*Work request*
Please return the lines of the data that contain "JoinGame".

Collected data entries:

· · · ·

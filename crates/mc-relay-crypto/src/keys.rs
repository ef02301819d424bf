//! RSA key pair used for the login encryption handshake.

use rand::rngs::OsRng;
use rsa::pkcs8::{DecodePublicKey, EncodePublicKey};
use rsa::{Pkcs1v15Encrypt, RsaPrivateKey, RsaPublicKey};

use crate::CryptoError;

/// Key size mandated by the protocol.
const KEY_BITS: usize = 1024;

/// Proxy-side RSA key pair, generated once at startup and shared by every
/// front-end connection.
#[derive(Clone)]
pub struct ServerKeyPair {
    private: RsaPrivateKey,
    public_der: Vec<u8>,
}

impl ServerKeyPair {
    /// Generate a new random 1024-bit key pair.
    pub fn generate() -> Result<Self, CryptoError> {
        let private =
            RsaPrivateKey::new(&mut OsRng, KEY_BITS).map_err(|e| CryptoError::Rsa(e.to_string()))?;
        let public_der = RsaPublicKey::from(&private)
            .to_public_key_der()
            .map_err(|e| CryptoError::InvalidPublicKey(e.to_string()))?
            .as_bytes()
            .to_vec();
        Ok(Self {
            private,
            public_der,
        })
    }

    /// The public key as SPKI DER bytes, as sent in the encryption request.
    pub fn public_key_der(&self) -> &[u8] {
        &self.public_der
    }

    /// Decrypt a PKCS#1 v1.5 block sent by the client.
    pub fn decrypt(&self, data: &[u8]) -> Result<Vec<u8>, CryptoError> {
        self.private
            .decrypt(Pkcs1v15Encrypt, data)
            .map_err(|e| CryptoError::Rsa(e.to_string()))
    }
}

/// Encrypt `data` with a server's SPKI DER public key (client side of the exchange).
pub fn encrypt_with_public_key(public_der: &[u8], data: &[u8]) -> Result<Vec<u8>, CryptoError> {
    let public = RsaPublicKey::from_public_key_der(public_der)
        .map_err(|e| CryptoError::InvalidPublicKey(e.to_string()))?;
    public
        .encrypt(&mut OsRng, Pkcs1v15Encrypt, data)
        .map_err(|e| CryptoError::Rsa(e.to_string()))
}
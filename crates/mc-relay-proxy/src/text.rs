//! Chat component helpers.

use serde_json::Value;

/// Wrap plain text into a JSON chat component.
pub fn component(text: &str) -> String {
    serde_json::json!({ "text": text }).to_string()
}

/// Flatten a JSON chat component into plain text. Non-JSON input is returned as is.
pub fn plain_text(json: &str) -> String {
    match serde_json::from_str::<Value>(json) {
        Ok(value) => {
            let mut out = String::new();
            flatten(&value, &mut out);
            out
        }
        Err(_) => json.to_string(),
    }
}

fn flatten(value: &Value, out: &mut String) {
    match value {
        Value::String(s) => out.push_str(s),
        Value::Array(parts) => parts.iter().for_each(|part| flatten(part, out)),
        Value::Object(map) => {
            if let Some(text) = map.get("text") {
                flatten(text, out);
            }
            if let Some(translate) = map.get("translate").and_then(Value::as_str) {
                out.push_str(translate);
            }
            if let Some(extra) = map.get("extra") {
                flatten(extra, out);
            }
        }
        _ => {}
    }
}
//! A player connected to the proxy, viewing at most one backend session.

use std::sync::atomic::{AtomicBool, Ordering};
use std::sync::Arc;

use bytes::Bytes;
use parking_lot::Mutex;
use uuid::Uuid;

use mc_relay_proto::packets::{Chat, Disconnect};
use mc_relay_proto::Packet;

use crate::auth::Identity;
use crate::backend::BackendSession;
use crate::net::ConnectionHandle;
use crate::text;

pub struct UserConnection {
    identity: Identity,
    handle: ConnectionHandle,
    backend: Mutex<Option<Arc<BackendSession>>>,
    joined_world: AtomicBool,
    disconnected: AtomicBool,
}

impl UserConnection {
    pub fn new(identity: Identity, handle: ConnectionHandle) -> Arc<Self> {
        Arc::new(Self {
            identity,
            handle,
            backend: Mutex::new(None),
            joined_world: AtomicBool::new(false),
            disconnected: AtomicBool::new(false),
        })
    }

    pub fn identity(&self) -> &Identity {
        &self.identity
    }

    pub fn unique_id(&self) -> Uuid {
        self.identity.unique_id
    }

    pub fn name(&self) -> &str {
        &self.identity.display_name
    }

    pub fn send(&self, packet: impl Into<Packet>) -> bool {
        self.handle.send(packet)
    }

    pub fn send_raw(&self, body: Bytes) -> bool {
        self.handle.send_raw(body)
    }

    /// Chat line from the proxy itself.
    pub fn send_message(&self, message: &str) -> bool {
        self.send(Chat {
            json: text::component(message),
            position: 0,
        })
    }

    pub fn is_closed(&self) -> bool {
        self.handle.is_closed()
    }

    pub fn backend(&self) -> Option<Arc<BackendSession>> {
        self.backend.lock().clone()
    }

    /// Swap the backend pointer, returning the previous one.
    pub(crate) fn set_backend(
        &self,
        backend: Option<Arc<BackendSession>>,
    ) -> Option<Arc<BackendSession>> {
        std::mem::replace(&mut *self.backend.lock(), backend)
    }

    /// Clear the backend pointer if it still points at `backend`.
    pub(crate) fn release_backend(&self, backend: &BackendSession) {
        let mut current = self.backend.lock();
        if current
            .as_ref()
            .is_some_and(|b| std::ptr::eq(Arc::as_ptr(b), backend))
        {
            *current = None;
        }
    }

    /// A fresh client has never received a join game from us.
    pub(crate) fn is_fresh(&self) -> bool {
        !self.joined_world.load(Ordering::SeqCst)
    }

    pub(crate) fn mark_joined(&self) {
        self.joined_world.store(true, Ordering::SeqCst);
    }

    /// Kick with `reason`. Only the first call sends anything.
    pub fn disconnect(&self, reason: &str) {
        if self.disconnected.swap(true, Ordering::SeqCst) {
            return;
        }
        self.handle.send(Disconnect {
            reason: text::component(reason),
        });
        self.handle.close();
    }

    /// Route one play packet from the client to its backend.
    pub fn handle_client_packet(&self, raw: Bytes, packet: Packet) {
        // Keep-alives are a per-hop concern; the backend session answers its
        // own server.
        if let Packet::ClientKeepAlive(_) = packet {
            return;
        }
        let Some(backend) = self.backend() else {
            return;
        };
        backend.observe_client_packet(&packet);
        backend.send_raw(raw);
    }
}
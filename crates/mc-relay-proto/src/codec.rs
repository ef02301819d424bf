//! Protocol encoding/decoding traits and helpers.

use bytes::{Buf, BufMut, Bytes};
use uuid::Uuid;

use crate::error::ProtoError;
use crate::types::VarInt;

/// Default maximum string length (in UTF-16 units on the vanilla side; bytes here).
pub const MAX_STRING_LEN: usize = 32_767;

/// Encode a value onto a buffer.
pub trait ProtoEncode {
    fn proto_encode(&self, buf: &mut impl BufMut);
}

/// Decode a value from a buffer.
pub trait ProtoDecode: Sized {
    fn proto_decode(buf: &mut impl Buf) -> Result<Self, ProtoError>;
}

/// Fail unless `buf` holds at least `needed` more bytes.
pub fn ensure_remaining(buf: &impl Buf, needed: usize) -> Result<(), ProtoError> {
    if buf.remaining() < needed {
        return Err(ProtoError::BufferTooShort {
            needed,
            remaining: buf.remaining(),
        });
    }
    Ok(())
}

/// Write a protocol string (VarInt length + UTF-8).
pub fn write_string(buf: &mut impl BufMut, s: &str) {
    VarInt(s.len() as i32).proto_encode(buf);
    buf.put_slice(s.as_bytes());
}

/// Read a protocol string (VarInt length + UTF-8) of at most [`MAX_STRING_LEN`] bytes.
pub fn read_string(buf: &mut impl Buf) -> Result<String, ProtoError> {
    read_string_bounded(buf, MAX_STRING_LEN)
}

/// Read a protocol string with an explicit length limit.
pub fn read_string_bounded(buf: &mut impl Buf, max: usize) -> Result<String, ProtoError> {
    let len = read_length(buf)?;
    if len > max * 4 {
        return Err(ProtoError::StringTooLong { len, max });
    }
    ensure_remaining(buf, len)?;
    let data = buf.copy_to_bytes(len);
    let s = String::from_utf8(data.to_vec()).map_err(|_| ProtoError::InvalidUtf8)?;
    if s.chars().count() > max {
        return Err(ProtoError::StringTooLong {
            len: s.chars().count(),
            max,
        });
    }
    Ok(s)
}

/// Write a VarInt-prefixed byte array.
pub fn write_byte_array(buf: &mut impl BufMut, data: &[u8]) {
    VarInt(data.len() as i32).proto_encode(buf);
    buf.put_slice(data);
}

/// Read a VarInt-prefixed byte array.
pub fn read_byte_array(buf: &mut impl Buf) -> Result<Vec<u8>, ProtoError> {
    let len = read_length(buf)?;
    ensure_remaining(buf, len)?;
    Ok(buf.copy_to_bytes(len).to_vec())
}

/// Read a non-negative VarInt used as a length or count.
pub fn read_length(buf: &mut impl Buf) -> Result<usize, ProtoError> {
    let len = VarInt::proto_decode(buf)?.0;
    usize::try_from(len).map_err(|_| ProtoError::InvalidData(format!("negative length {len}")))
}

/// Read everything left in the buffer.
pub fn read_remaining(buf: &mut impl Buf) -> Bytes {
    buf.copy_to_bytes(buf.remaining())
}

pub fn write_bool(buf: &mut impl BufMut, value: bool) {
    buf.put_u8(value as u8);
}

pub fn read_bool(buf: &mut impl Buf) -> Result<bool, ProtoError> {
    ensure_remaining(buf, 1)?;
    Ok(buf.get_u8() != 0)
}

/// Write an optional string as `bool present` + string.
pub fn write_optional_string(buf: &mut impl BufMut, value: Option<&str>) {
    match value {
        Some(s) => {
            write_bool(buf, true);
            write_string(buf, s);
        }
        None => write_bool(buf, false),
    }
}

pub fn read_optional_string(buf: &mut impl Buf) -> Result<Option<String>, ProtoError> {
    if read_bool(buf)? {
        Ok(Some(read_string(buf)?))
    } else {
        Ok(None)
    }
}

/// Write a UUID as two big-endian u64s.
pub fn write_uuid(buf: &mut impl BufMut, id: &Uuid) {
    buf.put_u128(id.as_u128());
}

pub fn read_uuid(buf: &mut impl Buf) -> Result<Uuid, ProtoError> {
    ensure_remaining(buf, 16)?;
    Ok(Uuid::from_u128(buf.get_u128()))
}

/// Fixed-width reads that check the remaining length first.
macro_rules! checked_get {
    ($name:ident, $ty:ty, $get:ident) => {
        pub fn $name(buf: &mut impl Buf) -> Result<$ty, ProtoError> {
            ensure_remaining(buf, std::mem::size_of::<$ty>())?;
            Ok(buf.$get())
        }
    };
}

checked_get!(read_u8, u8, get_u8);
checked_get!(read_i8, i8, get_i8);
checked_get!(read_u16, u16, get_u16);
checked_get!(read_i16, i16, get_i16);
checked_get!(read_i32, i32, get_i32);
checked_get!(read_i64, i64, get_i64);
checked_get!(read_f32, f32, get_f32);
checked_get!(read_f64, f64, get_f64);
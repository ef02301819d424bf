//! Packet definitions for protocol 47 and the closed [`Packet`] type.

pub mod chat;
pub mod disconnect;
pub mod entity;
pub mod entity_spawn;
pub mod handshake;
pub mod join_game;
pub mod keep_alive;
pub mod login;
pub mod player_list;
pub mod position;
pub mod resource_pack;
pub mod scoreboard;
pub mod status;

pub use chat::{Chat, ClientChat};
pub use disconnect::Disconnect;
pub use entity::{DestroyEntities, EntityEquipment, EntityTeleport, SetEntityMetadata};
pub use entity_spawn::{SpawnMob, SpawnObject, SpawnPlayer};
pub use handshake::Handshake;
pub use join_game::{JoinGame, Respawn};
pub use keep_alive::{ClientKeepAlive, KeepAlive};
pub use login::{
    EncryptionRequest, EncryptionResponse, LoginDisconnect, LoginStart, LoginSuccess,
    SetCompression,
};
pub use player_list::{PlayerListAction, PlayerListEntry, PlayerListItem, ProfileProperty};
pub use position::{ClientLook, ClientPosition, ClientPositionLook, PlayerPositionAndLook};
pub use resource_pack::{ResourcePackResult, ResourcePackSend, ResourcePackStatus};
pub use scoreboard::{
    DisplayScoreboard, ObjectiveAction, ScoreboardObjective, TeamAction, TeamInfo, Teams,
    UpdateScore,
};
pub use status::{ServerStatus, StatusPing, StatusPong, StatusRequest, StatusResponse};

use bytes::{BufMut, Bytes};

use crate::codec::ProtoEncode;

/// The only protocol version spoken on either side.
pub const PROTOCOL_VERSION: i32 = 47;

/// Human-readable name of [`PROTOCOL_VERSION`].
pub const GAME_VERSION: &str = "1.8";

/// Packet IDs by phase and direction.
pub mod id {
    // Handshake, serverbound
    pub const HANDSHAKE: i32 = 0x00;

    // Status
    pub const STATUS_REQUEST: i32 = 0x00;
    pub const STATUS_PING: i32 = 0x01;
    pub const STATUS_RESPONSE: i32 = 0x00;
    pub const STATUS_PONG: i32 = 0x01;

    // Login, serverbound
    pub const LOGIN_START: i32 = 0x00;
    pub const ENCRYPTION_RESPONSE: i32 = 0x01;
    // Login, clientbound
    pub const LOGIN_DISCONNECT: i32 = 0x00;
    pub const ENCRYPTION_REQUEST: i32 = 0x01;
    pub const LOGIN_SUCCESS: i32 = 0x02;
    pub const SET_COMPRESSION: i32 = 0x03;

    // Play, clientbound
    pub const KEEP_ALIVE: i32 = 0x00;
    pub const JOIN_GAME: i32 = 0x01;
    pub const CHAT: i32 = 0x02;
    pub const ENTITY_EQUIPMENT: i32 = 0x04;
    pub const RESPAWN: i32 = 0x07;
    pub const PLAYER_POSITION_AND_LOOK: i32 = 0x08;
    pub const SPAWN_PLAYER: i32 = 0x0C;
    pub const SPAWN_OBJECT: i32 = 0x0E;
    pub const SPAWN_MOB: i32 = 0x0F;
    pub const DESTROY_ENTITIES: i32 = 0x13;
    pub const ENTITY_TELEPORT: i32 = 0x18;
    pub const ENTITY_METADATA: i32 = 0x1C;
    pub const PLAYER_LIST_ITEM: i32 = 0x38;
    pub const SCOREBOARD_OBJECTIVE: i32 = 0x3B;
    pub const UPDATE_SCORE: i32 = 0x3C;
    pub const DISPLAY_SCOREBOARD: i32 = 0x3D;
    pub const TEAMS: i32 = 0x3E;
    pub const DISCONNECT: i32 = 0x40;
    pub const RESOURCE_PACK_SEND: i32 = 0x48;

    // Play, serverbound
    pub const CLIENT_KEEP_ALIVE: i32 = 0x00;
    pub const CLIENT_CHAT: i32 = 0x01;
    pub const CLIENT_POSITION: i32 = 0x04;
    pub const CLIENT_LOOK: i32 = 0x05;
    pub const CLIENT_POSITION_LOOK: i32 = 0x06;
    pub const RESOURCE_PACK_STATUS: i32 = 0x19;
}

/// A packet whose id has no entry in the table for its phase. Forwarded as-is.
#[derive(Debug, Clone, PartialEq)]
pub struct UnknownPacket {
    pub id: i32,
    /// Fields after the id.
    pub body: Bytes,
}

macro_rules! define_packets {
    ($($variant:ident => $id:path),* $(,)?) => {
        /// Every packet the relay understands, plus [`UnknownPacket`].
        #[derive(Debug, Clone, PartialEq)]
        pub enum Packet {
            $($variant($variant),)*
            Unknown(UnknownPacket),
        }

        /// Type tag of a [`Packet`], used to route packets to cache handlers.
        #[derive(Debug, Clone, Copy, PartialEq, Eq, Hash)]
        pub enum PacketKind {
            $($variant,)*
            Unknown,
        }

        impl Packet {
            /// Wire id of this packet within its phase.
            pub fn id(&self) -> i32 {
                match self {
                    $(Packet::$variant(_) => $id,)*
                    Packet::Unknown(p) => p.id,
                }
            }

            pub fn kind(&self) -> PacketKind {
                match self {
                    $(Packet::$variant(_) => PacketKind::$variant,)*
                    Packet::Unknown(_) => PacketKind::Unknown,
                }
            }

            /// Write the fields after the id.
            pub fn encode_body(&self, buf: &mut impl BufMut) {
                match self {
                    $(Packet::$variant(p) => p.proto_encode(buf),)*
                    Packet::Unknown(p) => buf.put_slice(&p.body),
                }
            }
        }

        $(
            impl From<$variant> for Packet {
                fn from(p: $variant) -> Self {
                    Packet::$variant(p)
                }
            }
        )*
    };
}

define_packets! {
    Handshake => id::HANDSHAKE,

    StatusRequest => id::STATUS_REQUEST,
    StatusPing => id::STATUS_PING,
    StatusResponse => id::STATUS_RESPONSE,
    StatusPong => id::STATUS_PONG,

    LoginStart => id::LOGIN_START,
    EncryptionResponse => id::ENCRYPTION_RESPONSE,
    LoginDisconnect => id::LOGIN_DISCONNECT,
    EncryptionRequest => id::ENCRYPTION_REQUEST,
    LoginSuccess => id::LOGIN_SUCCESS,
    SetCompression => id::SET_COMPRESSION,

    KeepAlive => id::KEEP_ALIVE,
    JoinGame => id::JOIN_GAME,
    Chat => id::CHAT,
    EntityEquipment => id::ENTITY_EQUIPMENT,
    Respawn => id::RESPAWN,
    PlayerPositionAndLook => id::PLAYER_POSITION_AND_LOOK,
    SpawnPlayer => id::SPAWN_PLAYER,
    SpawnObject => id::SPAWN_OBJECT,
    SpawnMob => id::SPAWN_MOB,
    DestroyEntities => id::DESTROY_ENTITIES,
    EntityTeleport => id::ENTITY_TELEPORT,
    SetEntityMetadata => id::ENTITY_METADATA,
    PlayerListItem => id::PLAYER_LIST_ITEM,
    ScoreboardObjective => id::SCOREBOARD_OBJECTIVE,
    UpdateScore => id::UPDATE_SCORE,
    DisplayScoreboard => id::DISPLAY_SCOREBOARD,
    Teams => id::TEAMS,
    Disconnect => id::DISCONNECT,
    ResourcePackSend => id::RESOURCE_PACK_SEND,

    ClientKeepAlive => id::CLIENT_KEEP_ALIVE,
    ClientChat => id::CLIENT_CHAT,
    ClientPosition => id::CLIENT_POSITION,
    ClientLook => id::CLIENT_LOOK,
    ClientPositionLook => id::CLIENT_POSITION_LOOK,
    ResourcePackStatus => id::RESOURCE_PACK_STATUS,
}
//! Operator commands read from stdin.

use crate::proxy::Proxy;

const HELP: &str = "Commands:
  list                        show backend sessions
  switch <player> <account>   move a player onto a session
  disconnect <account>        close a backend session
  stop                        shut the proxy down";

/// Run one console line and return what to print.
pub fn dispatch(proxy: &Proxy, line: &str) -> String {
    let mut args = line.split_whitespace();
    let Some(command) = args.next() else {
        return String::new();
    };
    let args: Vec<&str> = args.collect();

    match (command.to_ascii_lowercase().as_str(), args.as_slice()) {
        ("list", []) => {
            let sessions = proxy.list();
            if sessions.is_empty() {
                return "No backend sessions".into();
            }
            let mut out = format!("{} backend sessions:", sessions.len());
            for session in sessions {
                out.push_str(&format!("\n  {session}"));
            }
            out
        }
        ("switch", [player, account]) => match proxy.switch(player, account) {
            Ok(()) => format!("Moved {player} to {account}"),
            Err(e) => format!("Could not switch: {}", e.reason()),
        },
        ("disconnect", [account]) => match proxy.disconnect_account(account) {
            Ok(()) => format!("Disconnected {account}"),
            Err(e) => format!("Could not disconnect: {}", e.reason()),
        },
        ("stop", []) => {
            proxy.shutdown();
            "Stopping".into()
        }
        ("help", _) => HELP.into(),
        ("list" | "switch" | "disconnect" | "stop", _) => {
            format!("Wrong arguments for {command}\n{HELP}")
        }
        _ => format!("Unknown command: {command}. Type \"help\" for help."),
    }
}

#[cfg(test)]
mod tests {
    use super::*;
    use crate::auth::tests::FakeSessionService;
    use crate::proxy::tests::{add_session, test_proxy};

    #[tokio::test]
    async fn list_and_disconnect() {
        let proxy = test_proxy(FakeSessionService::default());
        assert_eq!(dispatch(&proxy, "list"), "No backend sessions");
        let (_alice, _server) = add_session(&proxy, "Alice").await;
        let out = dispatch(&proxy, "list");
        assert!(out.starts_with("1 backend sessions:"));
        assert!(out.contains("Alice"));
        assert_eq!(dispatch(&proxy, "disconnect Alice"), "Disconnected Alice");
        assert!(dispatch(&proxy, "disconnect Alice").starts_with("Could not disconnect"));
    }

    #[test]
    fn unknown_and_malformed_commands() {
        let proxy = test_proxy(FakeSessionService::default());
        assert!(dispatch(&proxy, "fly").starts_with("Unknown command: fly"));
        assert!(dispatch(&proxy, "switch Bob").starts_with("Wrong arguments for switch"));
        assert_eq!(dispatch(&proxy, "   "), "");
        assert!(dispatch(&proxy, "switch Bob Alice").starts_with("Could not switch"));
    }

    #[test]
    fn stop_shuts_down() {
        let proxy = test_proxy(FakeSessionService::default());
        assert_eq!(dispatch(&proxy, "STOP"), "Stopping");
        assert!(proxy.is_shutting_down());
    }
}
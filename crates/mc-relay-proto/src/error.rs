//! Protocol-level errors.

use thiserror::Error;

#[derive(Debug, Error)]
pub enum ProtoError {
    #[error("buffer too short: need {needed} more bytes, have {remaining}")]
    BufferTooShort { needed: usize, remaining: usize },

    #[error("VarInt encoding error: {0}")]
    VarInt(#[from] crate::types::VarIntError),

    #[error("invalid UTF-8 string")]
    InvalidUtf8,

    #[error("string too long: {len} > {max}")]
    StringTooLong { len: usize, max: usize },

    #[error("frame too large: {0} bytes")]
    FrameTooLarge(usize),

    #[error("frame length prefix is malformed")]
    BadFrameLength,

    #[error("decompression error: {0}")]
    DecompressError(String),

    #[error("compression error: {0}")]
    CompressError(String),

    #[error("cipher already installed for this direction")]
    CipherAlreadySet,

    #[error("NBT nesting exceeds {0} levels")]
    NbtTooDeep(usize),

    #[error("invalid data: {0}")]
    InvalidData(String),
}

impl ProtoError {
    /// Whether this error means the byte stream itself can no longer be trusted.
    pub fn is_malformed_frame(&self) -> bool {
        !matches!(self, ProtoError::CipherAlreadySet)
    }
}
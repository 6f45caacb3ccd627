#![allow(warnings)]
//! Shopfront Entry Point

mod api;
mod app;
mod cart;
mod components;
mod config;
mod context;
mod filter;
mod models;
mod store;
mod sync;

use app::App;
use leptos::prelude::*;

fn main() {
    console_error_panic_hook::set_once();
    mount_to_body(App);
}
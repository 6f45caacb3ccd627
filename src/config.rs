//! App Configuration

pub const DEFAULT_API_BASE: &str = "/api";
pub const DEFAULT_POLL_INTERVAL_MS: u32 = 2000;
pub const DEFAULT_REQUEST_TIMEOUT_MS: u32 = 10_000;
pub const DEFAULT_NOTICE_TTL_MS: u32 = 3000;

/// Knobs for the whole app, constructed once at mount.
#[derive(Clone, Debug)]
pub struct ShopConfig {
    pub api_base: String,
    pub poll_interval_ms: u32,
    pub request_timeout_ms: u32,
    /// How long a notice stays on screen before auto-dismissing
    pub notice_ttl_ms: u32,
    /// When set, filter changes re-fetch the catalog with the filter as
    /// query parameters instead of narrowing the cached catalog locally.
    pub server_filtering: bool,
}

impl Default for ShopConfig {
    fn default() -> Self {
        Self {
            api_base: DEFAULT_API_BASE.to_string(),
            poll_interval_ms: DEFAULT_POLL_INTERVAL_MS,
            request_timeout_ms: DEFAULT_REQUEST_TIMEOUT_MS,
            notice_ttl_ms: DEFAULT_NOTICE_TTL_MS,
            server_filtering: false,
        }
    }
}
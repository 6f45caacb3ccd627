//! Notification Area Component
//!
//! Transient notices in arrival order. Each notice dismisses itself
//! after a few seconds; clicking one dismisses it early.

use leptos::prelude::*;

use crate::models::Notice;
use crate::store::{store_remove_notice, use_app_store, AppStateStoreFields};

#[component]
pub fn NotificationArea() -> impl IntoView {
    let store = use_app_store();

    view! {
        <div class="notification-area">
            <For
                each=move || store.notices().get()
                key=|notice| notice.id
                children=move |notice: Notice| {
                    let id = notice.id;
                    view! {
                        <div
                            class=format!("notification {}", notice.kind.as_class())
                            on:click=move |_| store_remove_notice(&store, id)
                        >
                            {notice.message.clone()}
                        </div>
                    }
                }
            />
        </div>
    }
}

· · · ·

*Reply*
pub use join_game::{JoinGame, Respawn};
    JoinGame => id::JOIN_GAME,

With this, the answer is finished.